3.3. Involvement of IFN-I signaling in microglial activation in soluble Aβ-rich milieus

In comparison with Aβ plaques, soluble Aβ in its oligomeric forms plays a central role in AD pathogenesis (Walsh and Selkoe, 2007) and drives early microglial activation (Hong et al., 2016). The intensive microglial IFN responses, as observed in our transcriptomics study on young 5×FAD mice with limited parenchymal Aβ plaques, further implicates an effect of oligomeric Aβ. To determine the involvement of IFN signaling in Aβ-mediated microglial changes, we removed circulating IFN-I and IFN-I producing cells in nonTg mice at 3–4 months old through transcardial perfusion, and prepared acute organotypic brain slices for incubation with soluble oligomeric Aβ42 at 1 μM for up to 6 h.

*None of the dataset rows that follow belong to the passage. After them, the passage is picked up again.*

//! In-memory document store.
//!
//! Stands in for the real storage layer: collections of schemaless documents,
//! queried by exact field match. Seeded once at startup from a JSON file of
//! the form `{"users": [...], "files": [...], ...}`.

use std::fs;

use dashmap::DashMap;
use serde_json::Value;

use docshield_core::document::{Document, ID_FIELD};
use docshield_core::enrich::UserLookup;
use docshield_core::error::{DocShieldError, Result};
use docshield_core::redaction::Entity;

/// Narrow storage interface consumed by handlers.
pub trait DocumentStore: Send + Sync {
    fn find_one(&self, collection: &str, query: &Document) -> Option<Document>;
    fn find(&self, collection: &str, query: &Document) -> Vec<Document>;
    /// Applies `update` to the first match. False when nothing matched.
    fn update_one(
        &self,
        collection: &str,
        query: &Document,
        update: &mut dyn FnMut(&mut Document),
    ) -> bool;
}

/// Collections held in a `DashMap`, one vector of documents per collection.
#[derive(Debug, Default)]
pub struct MemoryStore {
    collections: DashMap<String, Vec<Document>>,
}

impl MemoryStore {
    pub fn new() -> Self {
        Self::default()
    }

    pub fn insert(&self, collection: &str, doc: Document) {
        self.collections
            .entry(collection.to_string())
            .or_default()
            .push(doc);
    }

    /// Builds a store from a `{collection: [documents]}` JSON object.
    pub fn from_seed(seed: Value) -> Result<Self> {
        let Value::Object(collections) = seed else {
            return Err(DocShieldError::BadRequest(
                "seed must be an object of collections".into(),
            ));
        };

        let store = Self::new();
        for (name, docs) in collections {
            let Value::Array(docs) = docs else {
                return Err(DocShieldError::BadRequest(format!(
                    "seed collection {name} must be an array"
                )));
            };
            for d in docs {
                store.insert(&name, Document::try_from(d)?);
            }
        }
        Ok(store)
    }

    pub fn load_seed_file(path: &str) -> Result<Self> {
        let s = fs::read_to_string(path)
            .map_err(|e| DocShieldError::Internal(format!("read seed failed: {e}")))?;
        let seed: Value = serde_json::from_str(&s)
            .map_err(|e| DocShieldError::BadRequest(format!("invalid seed json: {e}")))?;
        let store = Self::from_seed(seed)?;
        tracing::info!(path, collections = store.collections.len(), "store seeded");
        Ok(store)
    }

    pub fn count(&self, collection: &str) -> usize {
        self.collections.get(collection).map_or(0, |c| c.len())
    }
}

impl DocumentStore for MemoryStore {
    fn find_one(&self, collection: &str, query: &Document) -> Option<Document> {
        self.collections
            .get(collection)
            .and_then(|docs| docs.iter().find(|d| d.matches(query)).cloned())
    }

    fn find(&self, collection: &str, query: &Document) -> Vec<Document> {
        self.collections
            .get(collection)
            .map(|docs| docs.iter().filter(|d| d.matches(query)).cloned().collect())
            .unwrap_or_default()
    }

    fn update_one(
        &self,
        collection: &str,
        query: &Document,
        update: &mut dyn FnMut(&mut Document),
    ) -> bool {
        let Some(mut docs) = self.collections.get_mut(collection) else {
            return false;
        };
        if let Some(doc) = docs.iter_mut().find(|d| d.matches(query)) {
            update(doc);
            return true;
        }
        false
    }
}

/// Query matching a document by identifier.
pub fn by_id(id: impl Into<Value>) -> Document {
    Document::new().with(ID_FIELD, id)
}

/// Fetches `collection/id` or fails with `NotFound`.
pub fn get_or_404(store: &dyn DocumentStore, collection: &str, id: &str) -> Result<Document> {
    store
        .find_one(collection, &by_id(id))
        .ok_or_else(|| DocShieldError::NotFound(format!("{collection}/{id}")))
}

/// Resolves comment analysts against the `users` collection.
pub struct StoreUserLookup<'a>(pub &'a dyn DocumentStore);

impl UserLookup for StoreUserLookup<'_> {
    fn find_user(&self, id: &Value) -> Option<Document> {
        tracing::debug!(analyst = %id, "resolving comment analyst");
        self.0
            .find_one(Entity::User.collection(), &by_id(id.clone()))
    }
}

#[cfg(test)]
mod tests {
    use super::*;
    use serde_json::json;

    fn seeded() -> MemoryStore {
        MemoryStore::from_seed(json!({
            "users": [
                {"_id": "u1", "name": "Alice", "api_key": "k1"},
                {"_id": "u2", "name": "Bob", "api_key": "k2"}
            ],
            "files": [{"_id": "f1", "comments": []}]
        }))
        .unwrap()
    }

    #[test]
    fn seed_and_query() {
        let s = seeded();
        assert_eq!(s.count("users"), 2);
        let bob = s.find_one("users", &Document::new().with("api_key", "k2")).unwrap();
        assert_eq!(bob.get("name"), Some(&json!("Bob")));
        assert_eq!(s.find("users", &Document::new()).len(), 2);
        assert!(s.find("nope", &Document::new()).is_empty());
    }

    #[test]
    fn bad_seed_rejected() {
        assert!(MemoryStore::from_seed(json!([1])).is_err());
        assert!(MemoryStore::from_seed(json!({"users": {"_id": "u1"}})).is_err());
        assert!(MemoryStore::from_seed(json!({"users": [3]})).is_err());
    }

    #[test]
    fn get_or_404_reports_missing() {
        let s = seeded();
        assert!(get_or_404(&s, "files", "f1").is_ok());
        let err = get_or_404(&s, "files", "zz").unwrap_err();
        assert_eq!(err.status_code(), 404);
    }

    #[test]
    fn update_one_mutates_first_match() {
        let s = seeded();
        let hit = s.update_one("files", &by_id("f1"), &mut |d: &mut Document| {
            d.insert("seen", json!(true));
        });
        assert!(hit);
        assert_eq!(get_or_404(&s, "files", "f1").unwrap().get("seen"), Some(&json!(true)));
        assert!(!s.update_one("files", &by_id("zz"), &mut |_: &mut Document| {}));
    }

    #[test]
    fn user_lookup_uses_users_collection() {
        let s = seeded();
        let lookup = StoreUserLookup(&s);
        assert!(lookup.find_user(&json!("u1")).is_some());
        assert!(lookup.find_user(&json!("f1")).is_none());
    }
}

After the treatment, brain slices were subjected to immunostaining assays for morphological features of microglial activation. As early as after 2 h incubation time with oligomeric Aβ42, microglia showed remarkable morphological changes demonstrated by decreased convex hull area (Fig. 3A & D), lowered number of nodes (Fig. 3B & D), as well as reduced total process length (Fig. 3C & D), implicating a quick microglial response to soluble Aβ toxicity. Such histopathological changes of microglia were exacerbated with increased incubation time (data not shown). In agreement with microglial morphological changes, a substantial increase in microglial engulfed PSD95 content was observed in oligomeric Aβ42-exposed brain slices (Fig. 3E & F), indicating enhanced synapse elimination through microglial phagocytosis in soluble Aβ-rich milieus. Importantly, oligomeric Aβ42-induced changes in microglial morphology (Fig. 3AD), and engulfment of PSD95 (Fig. 3E & F) were markedly mitigated by the blockade of IFN-I signaling via a pretreatment of antibodies against IFN-I receptor (IFNAR). Collectively, these results indicate a fast response of microglia to soluble Aβ insult and suggest a role of IFN-I signaling in Aβ-mediated microglial phenotype.

Fig. 3.

Fig. 3.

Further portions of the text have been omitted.